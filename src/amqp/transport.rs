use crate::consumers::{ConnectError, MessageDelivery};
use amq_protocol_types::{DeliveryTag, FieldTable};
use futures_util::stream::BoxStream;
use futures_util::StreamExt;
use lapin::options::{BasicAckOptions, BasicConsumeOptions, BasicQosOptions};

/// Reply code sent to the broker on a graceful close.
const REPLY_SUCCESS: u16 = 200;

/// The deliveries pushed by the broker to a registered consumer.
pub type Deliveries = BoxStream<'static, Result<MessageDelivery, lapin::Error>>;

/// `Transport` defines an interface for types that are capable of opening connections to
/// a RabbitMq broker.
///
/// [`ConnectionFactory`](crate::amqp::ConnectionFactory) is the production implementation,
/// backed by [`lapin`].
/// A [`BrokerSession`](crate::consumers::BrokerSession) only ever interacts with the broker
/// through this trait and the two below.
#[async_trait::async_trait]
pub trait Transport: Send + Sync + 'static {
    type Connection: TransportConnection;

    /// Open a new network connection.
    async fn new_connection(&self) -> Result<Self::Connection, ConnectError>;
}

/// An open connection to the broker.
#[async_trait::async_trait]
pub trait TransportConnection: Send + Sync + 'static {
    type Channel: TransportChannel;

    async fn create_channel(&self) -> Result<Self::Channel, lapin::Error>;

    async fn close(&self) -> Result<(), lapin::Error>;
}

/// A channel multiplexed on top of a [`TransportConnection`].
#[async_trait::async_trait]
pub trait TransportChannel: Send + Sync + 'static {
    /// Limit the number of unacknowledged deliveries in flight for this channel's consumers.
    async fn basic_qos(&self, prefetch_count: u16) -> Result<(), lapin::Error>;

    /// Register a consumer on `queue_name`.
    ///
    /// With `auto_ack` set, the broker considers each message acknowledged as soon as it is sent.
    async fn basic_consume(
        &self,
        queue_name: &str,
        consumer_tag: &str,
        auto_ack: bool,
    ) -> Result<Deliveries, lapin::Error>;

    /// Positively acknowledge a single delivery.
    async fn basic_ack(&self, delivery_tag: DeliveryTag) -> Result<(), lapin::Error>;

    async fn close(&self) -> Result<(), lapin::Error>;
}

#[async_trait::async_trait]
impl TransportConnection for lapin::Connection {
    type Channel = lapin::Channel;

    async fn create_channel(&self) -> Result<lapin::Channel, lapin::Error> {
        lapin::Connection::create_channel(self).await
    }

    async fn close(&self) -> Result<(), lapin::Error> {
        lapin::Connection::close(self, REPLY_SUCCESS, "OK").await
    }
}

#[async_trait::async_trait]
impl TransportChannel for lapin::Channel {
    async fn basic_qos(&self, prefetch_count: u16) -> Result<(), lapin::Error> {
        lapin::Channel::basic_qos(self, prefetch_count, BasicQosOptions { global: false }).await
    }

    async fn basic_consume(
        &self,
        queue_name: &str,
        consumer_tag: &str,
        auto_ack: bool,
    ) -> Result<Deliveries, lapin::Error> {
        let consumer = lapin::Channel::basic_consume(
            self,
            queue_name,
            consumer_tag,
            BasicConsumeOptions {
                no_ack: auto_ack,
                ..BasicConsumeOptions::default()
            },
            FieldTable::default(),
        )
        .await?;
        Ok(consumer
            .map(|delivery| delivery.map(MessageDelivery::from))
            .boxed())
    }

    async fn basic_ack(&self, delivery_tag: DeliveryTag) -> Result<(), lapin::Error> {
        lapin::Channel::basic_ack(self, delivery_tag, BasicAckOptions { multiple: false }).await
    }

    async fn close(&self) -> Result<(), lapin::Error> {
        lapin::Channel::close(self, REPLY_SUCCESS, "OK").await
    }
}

- DIRECTIONS FOR THIS TASK -
What is needed is an exact copy of all the data above.

- TASK OUTPUT -
filename src/amqp/transport.rs
use crate::consumers::{ConnectError, MessageDelivery};
use amq_protocol_types::{DeliveryTag, FieldTable};
use futures_util::stream::BoxStream;
use futures_util::StreamExt;
use lapin::options::{BasicAckOptions, BasicConsumeOptions, BasicQosOptions};

/// Reply code sent to the broker on a graceful close.
const REPLY_SUCCESS: u16 = 200;

/// The deliveries pushed by the broker to a registered consumer.
pub type Deliveries = BoxStream<'static, Result<MessageDelivery, lapin::Error>>;

/// `Transport` defines an interface for types that are capable of opening connections to
/// a RabbitMq broker.
///
/// [`ConnectionFactory`](crate::amqp::ConnectionFactory) is the production implementation,
/// backed by [`lapin`].
/// A [`BrokerSession`](crate::consumers::BrokerSession) only ever interacts with the broker
/// through this trait and the two below.
#[async_trait::async_trait]
pub trait Transport: Send + Sync + 'static {
    type Connection: TransportConnection;

    /// Open a new network connection.
    async fn new_connection(&self) -> Result<Self::Connection, ConnectError>;
}

/// An open connection to the broker.
#[async_trait::async_trait]
pub trait TransportConnection: Send + Sync + 'static {
    type Channel: TransportChannel;

    async fn create_channel(&self) -> Result<Self::Channel, lapin::Error>;

    async fn close(&self) -> Result<(), lapin::Error>;
}

/// A channel multiplexed on top of a [`TransportConnection`].
#[async_trait::async_trait]
pub trait TransportChannel: Send + Sync + 'static {
    /// Limit the number of unacknowledged deliveries in flight for this channel's consumers.
    async fn basic_qos(&self, prefetch_count: u16) -> Result<(), lapin::Error>;

    /// Register a consumer on `queue_name`.
    ///
    /// With `auto_ack` set, the broker considers each message acknowledged as soon as it is sent.
    async fn basic_consume(
        &self,
        queue_name: &str,
        consumer_tag: &str,
        auto_ack: bool,
    ) -> Result<Deliveries, lapin::Error>;

    /// Positively acknowledge a single delivery.
    async fn basic_ack(&self, delivery_tag: DeliveryTag) -> Result<(), lapin::Error>;

    async fn close(&self) -> Result<(), lapin::Error>;
}

#[async_trait::async_trait]
impl TransportConnection for lapin::Connection {
    type Channel = lapin::Channel;

    async fn create_channel(&self) -> Result<lapin::Channel, lapin::Error> {
        lapin::Connection::create_channel(self).await
    }

    async fn close(&self) -> Result<(), lapin::Error> {
        lapin::Connection::close(self, REPLY_SUCCESS, "OK").await
    }
}

#[async_trait::async_trait]
impl TransportChannel for lapin::Channel {
    async fn basic_qos(&self, prefetch_count: u16) -> Result<(), lapin::Error> {
        lapin::Channel::basic_qos(self, prefetch_count, BasicQosOptions { global: false }).await
    }

    async fn basic_consume(
        &self,
        queue_name: &str,
        consumer_tag: &str,
        auto_ack: bool,
    ) -> Result<Deliveries, lapin::Error> {
        let consumer = lapin::Channel::basic_consume(
            self,
            queue_name,
            consumer_tag,
            BasicConsumeOptions {
                no_ack: auto_ack,
                ..BasicConsumeOptions::default()
            },
            FieldTable::default(),
        )
        .await?;
        Ok(consumer
            .map(|delivery| delivery.map(MessageDelivery::from))
            .boxed())
    }

    async fn basic_ack(&self, delivery_tag: DeliveryTag) -> Result<(), lapin::Error> {
        lapin::Channel::basic_ack(self, delivery_tag, BasicAckOptions { multiple: false }).await
    }

    async fn close(&self) -> Result<(), lapin::Error> {
        lapin::Channel::close(self, REPLY_SUCCESS, "OK").await
    }
}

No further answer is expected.